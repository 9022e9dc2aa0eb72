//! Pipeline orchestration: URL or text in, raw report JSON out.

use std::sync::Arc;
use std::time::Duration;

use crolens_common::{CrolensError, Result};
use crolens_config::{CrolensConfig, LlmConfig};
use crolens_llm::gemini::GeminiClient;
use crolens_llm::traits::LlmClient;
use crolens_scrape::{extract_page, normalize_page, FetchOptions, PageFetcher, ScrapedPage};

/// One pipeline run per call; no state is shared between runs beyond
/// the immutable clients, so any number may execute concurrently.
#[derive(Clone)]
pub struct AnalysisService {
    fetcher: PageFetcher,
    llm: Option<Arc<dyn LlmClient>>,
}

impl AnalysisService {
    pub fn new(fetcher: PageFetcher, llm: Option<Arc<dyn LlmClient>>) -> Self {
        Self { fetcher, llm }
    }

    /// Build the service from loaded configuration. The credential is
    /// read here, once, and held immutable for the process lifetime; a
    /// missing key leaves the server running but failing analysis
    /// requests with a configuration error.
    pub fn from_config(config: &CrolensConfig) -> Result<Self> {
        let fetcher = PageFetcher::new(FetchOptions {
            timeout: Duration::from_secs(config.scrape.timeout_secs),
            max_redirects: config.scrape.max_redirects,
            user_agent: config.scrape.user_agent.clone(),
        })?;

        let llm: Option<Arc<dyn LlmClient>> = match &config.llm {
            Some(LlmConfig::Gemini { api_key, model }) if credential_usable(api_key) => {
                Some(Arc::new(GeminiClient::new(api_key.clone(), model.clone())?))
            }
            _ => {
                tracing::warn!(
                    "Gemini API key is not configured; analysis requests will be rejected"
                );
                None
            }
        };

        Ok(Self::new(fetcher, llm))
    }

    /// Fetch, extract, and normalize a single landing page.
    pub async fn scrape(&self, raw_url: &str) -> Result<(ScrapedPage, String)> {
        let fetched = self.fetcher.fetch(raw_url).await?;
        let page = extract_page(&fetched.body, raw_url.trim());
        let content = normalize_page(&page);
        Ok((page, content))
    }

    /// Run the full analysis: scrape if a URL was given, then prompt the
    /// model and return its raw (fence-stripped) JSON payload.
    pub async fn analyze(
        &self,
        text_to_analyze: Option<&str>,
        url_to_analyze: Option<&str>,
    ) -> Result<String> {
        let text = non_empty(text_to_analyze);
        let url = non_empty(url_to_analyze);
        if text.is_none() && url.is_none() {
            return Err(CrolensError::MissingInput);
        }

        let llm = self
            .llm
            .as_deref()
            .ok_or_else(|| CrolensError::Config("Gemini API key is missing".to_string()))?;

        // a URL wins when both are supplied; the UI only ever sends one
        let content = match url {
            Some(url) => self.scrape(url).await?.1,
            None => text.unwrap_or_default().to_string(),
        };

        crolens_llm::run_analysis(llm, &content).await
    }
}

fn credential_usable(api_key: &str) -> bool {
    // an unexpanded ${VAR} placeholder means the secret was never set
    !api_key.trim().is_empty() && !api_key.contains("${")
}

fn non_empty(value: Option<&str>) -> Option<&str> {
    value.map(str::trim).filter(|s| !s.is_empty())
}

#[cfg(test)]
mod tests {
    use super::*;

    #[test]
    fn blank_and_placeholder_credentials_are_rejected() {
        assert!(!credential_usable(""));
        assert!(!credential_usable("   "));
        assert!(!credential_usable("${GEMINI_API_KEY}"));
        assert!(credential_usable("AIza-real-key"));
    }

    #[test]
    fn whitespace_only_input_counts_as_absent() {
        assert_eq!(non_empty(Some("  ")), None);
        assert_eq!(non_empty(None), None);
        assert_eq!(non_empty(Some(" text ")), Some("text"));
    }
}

● Goal of the exercise: Exactly as they appear, restate all of the entries.

● Exercise response:
repository 9022e9dc2aa0eb72
//! Pipeline orchestration: URL or text in, raw report JSON out.

use std::sync::Arc;
use std::time::Duration;

use crolens_common::{CrolensError, Result};
use crolens_config::{CrolensConfig, LlmConfig};
use crolens_llm::gemini::GeminiClient;
use crolens_llm::traits::LlmClient;
use crolens_scrape::{extract_page, normalize_page, FetchOptions, PageFetcher, ScrapedPage};

/// One pipeline run per call; no state is shared between runs beyond
/// the immutable clients, so any number may execute concurrently.
#[derive(Clone)]
pub struct AnalysisService {
    fetcher: PageFetcher,
    llm: Option<Arc<dyn LlmClient>>,
}

impl AnalysisService {
    pub fn new(fetcher: PageFetcher, llm: Option<Arc<dyn LlmClient>>) -> Self {
        Self { fetcher, llm }
    }

    /// Build the service from loaded configuration. The credential is
    /// read here, once, and held immutable for the process lifetime; a
    /// missing key leaves the server running but failing analysis
    /// requests with a configuration error.
    pub fn from_config(config: &CrolensConfig) -> Result<Self> {
        let fetcher = PageFetcher::new(FetchOptions {
            timeout: Duration::from_secs(config.scrape.timeout_secs),
            max_redirects: config.scrape.max_redirects,
            user_agent: config.scrape.user_agent.clone(),
        })?;

        let llm: Option<Arc<dyn LlmClient>> = match &config.llm {
            Some(LlmConfig::Gemini { api_key, model }) if credential_usable(api_key) => {
                Some(Arc::new(GeminiClient::new(api_key.clone(), model.clone())?))
            }
            _ => {
                tracing::warn!(
                    "Gemini API key is not configured; analysis requests will be rejected"
                );
                None
            }
        };

        Ok(Self::new(fetcher, llm))
    }

    /// Fetch, extract, and normalize a single landing page.
    pub async fn scrape(&self, raw_url: &str) -> Result<(ScrapedPage, String)> {
        let fetched = self.fetcher.fetch(raw_url).await?;
        let page = extract_page(&fetched.body, raw_url.trim());
        let content = normalize_page(&page);
        Ok((page, content))
    }

    /// Run the full analysis: scrape if a URL was given, then prompt the
    /// model and return its raw (fence-stripped) JSON payload.
    pub async fn analyze(
        &self,
        text_to_analyze: Option<&str>,
        url_to_analyze: Option<&str>,
    ) -> Result<String> {
        let text = non_empty(text_to_analyze);
        let url = non_empty(url_to_analyze);
        if text.is_none() && url.is_none() {
            return Err(CrolensError::MissingInput);
        }

        let llm = self
            .llm
            .as_deref()
            .ok_or_else(|| CrolensError::Config("Gemini API key is missing".to_string()))?;

        // a URL wins when both are supplied; the UI only ever sends one
        let content = match url {
            Some(url) => self.scrape(url).await?.1,
            None => text.unwrap_or_default().to_string(),
        };

        crolens_llm::run_analysis(llm, &content).await
    }
}

fn credential_usable(api_key: &str) -> bool {
    // an unexpanded ${VAR} placeholder means the secret was never set
    !api_key.trim().is_empty() && !api_key.contains("${")
}

fn non_empty(value: Option<&str>) -> Option<&str> {
    value.map(str::trim).filter(|s| !s.is_empty())
}

#[cfg(test)]
mod tests {
    use super::*;

    #[test]
    fn blank_and_placeholder_credentials_are_rejected() {
        assert!(!credential_usable(""));
        assert!(!credential_usable("   "));
        assert!(!credential_usable("${GEMINI_API_KEY}"));
        assert!(credential_usable("AIza-real-key"));
    }

    #[test]
    fn whitespace_only_input_counts_as_absent() {
        assert_eq!(non_empty(Some("  ")), None);
        assert_eq!(non_empty(None), None);
        assert_eq!(non_empty(Some(" text ")), Some("text"));
    }
}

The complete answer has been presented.